Le seuil habituellement retenu pour qualifier une SCPI d’européenne est de 70 % minimum d’actifs détenus à l’étranger. Les pays cibles privilégiés sont l’Allemagne, les Pays-Bas, l’Espagne, l’Italie, l’Irlande, la Belgique et le Portugal. Certaines SCPI dites « paneuropéennes » diversifient leur allocation sur cinq à dix pays simultanément.
À retenir : une SCPI européenne reste une SCPI française. Vous achetez des parts en euros, vous percevez vos loyers en euros et la gestion s’effectue en France.
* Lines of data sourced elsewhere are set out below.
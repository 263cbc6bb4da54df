//! DXT error types.

use thiserror::Error;

use crate::semver::SemVerError;

/// A specialized `Result` type for DXT operations.
pub type DxtResult<T> = std::result::Result<T, DxtError>;

/// Errors raised while loading, validating, or launching an extension.
#[derive(Error, Debug)]
#[non_exhaustive]
pub enum DxtError {
    /// `manifest.json` could not be read.
    #[error("Failed to read manifest: {0}")]
    ManifestRead(String),

    /// `manifest.json` could not be decoded.
    #[error("Failed to parse manifest: {0}")]
    ManifestParse(String),

    /// The host platform is not in the manifest's `platforms` list.
    #[error("Extension does not support platform '{platform}'")]
    UnsupportedPlatform {
        /// The host platform
        platform: String,
    },

    /// A declared runtime is missing or too old/new.
    #[error("Runtime '{runtime}' {problem}")]
    RuntimeIncompatible {
        /// Runtime name (`python`, `node`)
        runtime: String,
        /// What went wrong
        problem: String,
    },

    /// The host application version is outside the manifest's `context` range.
    #[error("Host application version {version} does not satisfy '{requirement}'")]
    ContextIncompatible {
        /// Host app version
        version: String,
        /// Declared range
        requirement: String,
    },

    /// A required user-config key was not provided.
    #[error("Missing required user config value '{key}'")]
    MissingUserConfig {
        /// The missing key
        key: String,
    },

    /// A sensitive value arrived inline instead of as a keychain reference.
    #[error("Sensitive user config value '{key}' must be a keychain reference")]
    SensitiveValueInlined {
        /// The offending key
        key: String,
    },

    /// A user-config value failed validation.
    #[error("Invalid user config value '{key}': {problem}")]
    InvalidUserConfig {
        /// The offending key
        key: String,
        /// What went wrong
        problem: String,
    },

    /// The entry point escapes the extension directory or is malformed.
    #[error("Invalid entry point '{entry_point}': {problem}")]
    InvalidEntryPoint {
        /// The declared entry point
        entry_point: String,
        /// What went wrong
        problem: String,
    },

    /// A keychain reference could not be resolved.
    #[error("Unresolvable keychain reference for '{key}'")]
    KeychainResolution {
        /// The config key whose value failed to resolve
        key: String,
    },

    /// Version or range parsing failed.
    #[error(transparent)]
    SemVer(#[from] SemVerError),

    /// Filesystem inspection failed.
    #[error("IO error: {0}")]
    Io(#[from] std::io::Error),
}
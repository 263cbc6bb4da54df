//! Format handlers.
//!
//! Unknown formats always pass, per every draft. Known formats are validated
//! only when the validator runs with `assert_formats`; otherwise they are
//! recorded as annotations.

use chrono::{DateTime, NaiveDate, NaiveTime};
use url::Url;

use crate::pattern::PatternCache;

/// Check `value` against `format`. `None` means the format is unknown (and
/// therefore passes as an annotation either way).
pub fn check(format: &str, value: &str, patterns: &PatternCache) -> Option<bool> {
    let ok = match format {
        "email" => is_email(value, false),
        "idn-email" => is_email(value, true),
        "uri" | "url" => Url::parse(value).is_ok(),
        "uri-reference" | "iri-reference" => is_uri_reference(value),
        "iri" => Url::parse(value).is_ok() || (!value.is_empty() && !value.contains(char::is_whitespace) && value.contains(':')),
        "uri-template" => is_uri_template(value),
        "date" => NaiveDate::parse_from_str(value, "%Y-%m-%d").is_ok(),
        "time" => is_time(value),
        "date-time" => DateTime::parse_from_rfc3339(value).is_ok(),
        "duration" => is_duration(value),
        "hostname" => is_hostname(value, false),
        "idn-hostname" => is_hostname(value, true),
        "ipv4" => value.parse::<std::net::Ipv4Addr>().is_ok(),
        "ipv6" => value.parse::<std::net::Ipv6Addr>().is_ok(),
        "uuid" => value.len() == 36 && uuid::Uuid::try_parse(value).is_ok(),
        "regex" => patterns.compile(value).is_ok(),
        "json-pointer" => is_json_pointer(value),
        "relative-json-pointer" => is_relative_json_pointer(value),
        _ => return None,
    };
    Some(ok)
}

fn is_email(value: &str, allow_unicode: bool) -> bool {
    let Some((local, domain)) = value.rsplit_once('@') else {
        return false;
    };
    if local.is_empty() || domain.is_empty() {
        return false;
    }
    if !allow_unicode && !value.is_ascii() {
        return false;
    }
    !local.contains(char::is_whitespace) && is_hostname(domain, allow_unicode)
}

fn is_hostname(value: &str, allow_unicode: bool) -> bool {
    if value.is_empty() || value.len() > 253 {
        return false;
    }
    let value = value.strip_suffix('.').unwrap_or(value);
    value.split('.').all(|label| {
        if label.is_empty() || label.len() > 63 {
            return false;
        }
        if label.starts_with('-') || label.ends_with('-') {
            return false;
        }
        label.chars().all(|c| {
            c.is_ascii_alphanumeric() || c == '-' || (allow_unicode && !c.is_ascii())
        })
    })
}

fn is_uri_reference(value: &str) -> bool {
    // A relative reference is valid as long as it resolves against some base
    // and contains no raw whitespace or fragment-breaking characters.
    if value.contains(char::is_whitespace) {
        return false;
    }
    Url::parse(value).is_ok() || Url::parse("http://example.com/").unwrap().join(value).is_ok()
}

fn is_uri_template(value: &str) -> bool {
    // Balanced, non-nested {...} groups with non-empty bodies.
    let mut depth = 0usize;
    let mut body_len = 0usize;
    for c in value.chars() {
        match c {
            '{' => {
                if depth > 0 {
                    return false;
                }
                depth = 1;
                body_len = 0;
            }
            '}' => {
                if depth == 0 || body_len == 0 {
                    return false;
                }
                depth = 0;
            }
            _ if depth > 0 => body_len += 1,
            _ => {}
        }
    }
    depth == 0
}

fn is_time(value: &str) -> bool {
    // HH:MM:SS[.fff] followed by Z or ±HH:MM
    let (clock, offset) = if let Some(stripped) = value.strip_suffix('Z') {
        (stripped, None)
    } else if let Some(position) = value.rfind(['+', '-']) {
        if position < 8 {
            return false; // the sign belongs to the clock part
        }
        (&value[..position], Some(&value[position..]))
    } else {
        return false; // offset is mandatory for the `time` format
    };

    if NaiveTime::parse_from_str(clock, "%H:%M:%S%.f").is_err()
        && NaiveTime::parse_from_str(clock, "%H:%M:%S").is_err()
    {
        return false;
    }

    match offset {
        None => true,
        Some(offset) => {
            let rest = &offset[1..];
            let Some((hours, minutes)) = rest.split_once(':') else {
                return false;
            };
            matches!(hours.parse::<u32>(), Ok(h) if h <= 23)
                && matches!(minutes.parse::<u32>(), Ok(m) if m <= 59)
                && hours.len() == 2
                && minutes.len() == 2
        }
    }
}

/// ISO 8601 duration: `P` then date components, optionally `T` then time
/// components; at least one component overall; weeks stand alone.
fn is_duration(value: &str) -> bool {
    let Some(rest) = value.strip_prefix('P') else {
        return false;
    };
    if rest.is_empty() {
        return false;
    }

    let (date_part, time_part) = match rest.split_once('T') {
        Some((date, time)) => (date, Some(time)),
        None => (rest, None),
    };
    if let Some(time) = time_part {
        if time.is_empty() {
            return false;
        }
    }

    let date_ok = consume_components(date_part, &['Y', 'M', 'W', 'D'], false);
    let time_ok = match time_part {
        None => Some(0),
        Some(time) => consume_components(time, &['H', 'M', 'S'], true),
    };

    match (date_ok, time_ok) {
        (Some(d), Some(t)) => d + t > 0,
        _ => false,
    }
}

/// Parse `<number><designator>` runs in designator order; returns how many
/// components were consumed, or `None` on malformed input.
fn consume_components(mut input: &str, order: &[char], allow_fraction: bool) -> Option<usize> {
    let mut count = 0;
    let mut next_designator = 0;
    while !input.is_empty() {
        let digits_end = input
            .find(|c: char| !c.is_ascii_digit() && c != '.')
            .unwrap_or(input.len());
        if digits_end == 0 {
            return None;
        }
        let number = &input[..digits_end];
        if number.is_empty() || number.starts_with('.') || number.ends_with('.') {
            return None;
        }
        if number.contains('.') && !allow_fraction {
            return None;
        }
        let designator = input[digits_end..].chars().next()?;
        let position = order[next_designator..]
            .iter()
            .position(|d| *d == designator)?;
        next_designator += position + 1;
        count += 1;
        input = &input[digits_end + 1..];
    }
    Some(count)
}

fn is_json_pointer(value: &str) -> bool {
    if value.is_empty() {
        return true;
    }
    if !value.starts_with('/') {
        return false;
    }
    let mut chars = value.chars().peekable();
    while let Some(c) = chars.next() {
        if c == '~' && !matches!(chars.peek(), Some('0' | '1')) {
            return false;
        }
    }
    true
}

fn is_relative_json_pointer(value: &str) -> bool {
    let digits_end = value
        .find(|c: char| !c.is_ascii_digit())
        .unwrap_or(value.len());
    if digits_end == 0 {
        return false;
    }
    let prefix = &value[..digits_end];
    if prefix.len() > 1 && prefix.starts_with('0') {
        return false;
    }
    let rest = &value[digits_end..];
    rest.is_empty() || rest == "#" || is_json_pointer(rest)
}

#[cfg(test)]
mod tests {
    use super::*;

    fn assert_format(format: &str, valid: &[&str], invalid: &[&str]) {
        let patterns = PatternCache::new();
        for value in valid {
            assert_eq!(
                check(format, value, &patterns),
                Some(true),
                "{format}: expected '{value}' to pass"
            );
        }
        for value in invalid {
            assert_eq!(
                check(format, value, &patterns),
                Some(false),
                "{format}: expected '{value}' to fail"
            );
        }
    }

    #[test]
    fn unknown_formats_are_unhandled() {
        let patterns = PatternCache::new();
        assert_eq!(check("zip-code", "90210", &patterns), None);
    }

    #[test]
    fn email() {
        assert_format(
            "email",
            &["a@example.com", "first.last@sub.domain.org"],
            &["not-an-email", "@missing.local", "trailing@", "sp ace@x.com"],
        );
    }

    #[test]
    fn dates_and_times() {
        assert_format("date", &["2026-07-31", "2024-02-29"], &["2023-02-29", "26-01-01", "2026/01/01"]);
        assert_format(
            "date-time",
            &["2026-07-31T10:30:00Z", "2026-07-31T10:30:00.123+02:00"],
            &["2026-07-31 10:30:00", "2026-07-31T25:00:00Z"],
        );
        assert_format(
            "time",
            &["10:30:00Z", "23:59:60Z", "10:30:00.5+02:00"],
            &["10:30", "10:30:00", "24:00:00Z"],
        );
    }

    #[test]
    fn durations() {
        assert_format(
            "duration",
            &["P1Y2M3DT4H5M6S", "PT0.5S", "P3W", "P1D", "PT1H"],
            &["P", "PT", "1Y", "P1S", "P1YT", "PY"],
        );
    }

    #[test]
    fn hostnames_and_addresses() {
        assert_format(
            "hostname",
            &["example.com", "a-b.c-d.e", "localhost"],
            &["-leading.com", "trailing-.com", "", "ex ample.com"],
        );
        assert_format("ipv4", &["127.0.0.1", "255.255.255.255"], &["256.0.0.1", "1.2.3", "01.2.3.4"]);
        assert_format("ipv6", &["::1", "2001:db8::8a2e:370:7334"], &["::g", "1:2:3:4:5:6:7:8:9"]);
    }

    #[test]
    fn identifiers() {
        assert_format(
            "uuid",
            &["c72f4bae-9a4e-4d1e-8c3b-6f2f6a1f0c3d"],
            &["c72f4bae9a4e4d1e8c3b6f2f6a1f0c3d", "not-a-uuid"],
        );
        assert_format("json-pointer", &["", "/a/b", "/a~0b/~1c"], &["a/b", "/~2"]);
        assert_format("relative-json-pointer", &["0", "1/foo", "2#"], &["", "01", "-1", "#"]);
    }

    #[test]
    fn uris_and_templates() {
        assert_format("uri", &["https://example.com/x?y=1"], &["not a uri"]);
        assert_format("uri-reference", &["/relative/path", "https://a.com"], &["spa ce"]);
        assert_format(
            "uri-template",
            &["/users/{id}", "/search{?q,page}", "/plain"],
            &["/broken{", "/empty{}", "/nested{a{b}}"],
        );
    }

    #[test]
    fn regex_format_uses_the_cache_rules() {
        assert_format("regex", &["^a+$"], &["(unclosed", "(x+)+"]);
    }
}
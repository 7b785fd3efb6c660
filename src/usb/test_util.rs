//! Synthesizes analog captures of low-speed traffic.

use super::{BusConfig, Sample};

#[derive(Debug, Clone, Copy, PartialEq)]
pub(crate) enum Level {
    J,
    K,
    SE0,
    SE1,
}

impl Level {
    fn volts(self) -> (f64, f64) {
        match self {
            Level::J => (3.0, 0.3),
            Level::K => (0.3, 3.0),
            Level::SE0 => (0.1, 0.1),
            Level::SE1 => (3.0, 3.0),
        }
    }
}

/// Sync field followed by `bytes` sent LSB first, with a zero stuffed after
/// every six consecutive ones (the sync's last bit included).
pub(crate) fn stuffed_bits(bytes: &[u8]) -> Vec<bool> {
    let mut bits = vec![false; 7];
    bits.push(true);
    let mut ones = 1;
    for byte in bytes {
        for i in 0..8 {
            let bit = (byte >> i) & 1 == 1;
            bits.push(bit);
            if bit {
                ones += 1;
                if ones == 6 {
                    bits.push(false);
                    ones = 0;
                }
            } else {
                ones = 0;
            }
        }
    }
    bits
}

pub(crate) struct TraceWriter {
    levels: Vec<Level>,
    line: Level,
    samples_per_bit: usize,
    bit_period: f64,
}

impl TraceWriter {
    pub fn new() -> Self {
        Self {
            levels: Vec::new(),
            line: Level::J,
            samples_per_bit: 8,
            bit_period: BusConfig::default().period_avg(),
        }
    }

    pub fn hold(&mut self, level: Level, bits: usize) {
        if level == Level::J || level == Level::K {
            self.line = level;
        }
        self.levels.extend(std::iter::repeat(level).take(bits));
    }

    pub fn idle(&mut self, bits: usize) {
        self.hold(Level::J, bits);
    }

    /// NRZI encodes `bits` from the current line level.
    pub fn bits(&mut self, bits: &[bool]) {
        for &bit in bits {
            if !bit {
                self.line = if self.line == Level::J {
                    Level::K
                } else {
                    Level::J
                };
            }
            self.levels.push(self.line);
        }
    }

    pub fn eop(&mut self) {
        self.hold(Level::SE0, 2);
        self.hold(Level::J, 1);
    }

    /// A complete packet: sync, stuffed payload and end of packet.
    pub fn packet(&mut self, bytes: &[u8]) {
        self.bits(&stuffed_bits(bytes));
        self.eop();
    }

    pub fn samples(&self) -> Vec<Sample> {
        let step = self.bit_period / self.samples_per_bit as f64;
        self.levels
            .iter()
            .flat_map(|&level| std::iter::repeat(level).take(self.samples_per_bit))
            .enumerate()
            .map(|(i, level)| {
                let (d_minus, d_plus) = level.volts();
                Sample::new(i as f64 * step, d_minus, d_plus)
            })
            .collect()
    }
}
Seul l’immobilier sous-jacent est étranger.
Pourquoi privilégier les SCPI européennes en 2026 ?
Une fiscalité allégée grâce à l’arrêt de Ruyter
L’avantage fiscal repose sur la jurisprudence de Ruyter (CJUE, affaire C-623/13 du 26 février 2015), confirmée ensuite par l’arrêt Dreyer puis intégrée à la loi de financement de la sécurité sociale pour 2019. Les revenus fonciers de source étrangère perçus par des résidents fiscaux français ne supportent pas les prélèvements sociaux de 17,2 % lorsque l’investisseur est rattaché au régime de sécurité sociale d’un autre État membre ou lorsque la convention fiscale le prévoit pour les dividendes immobiliers.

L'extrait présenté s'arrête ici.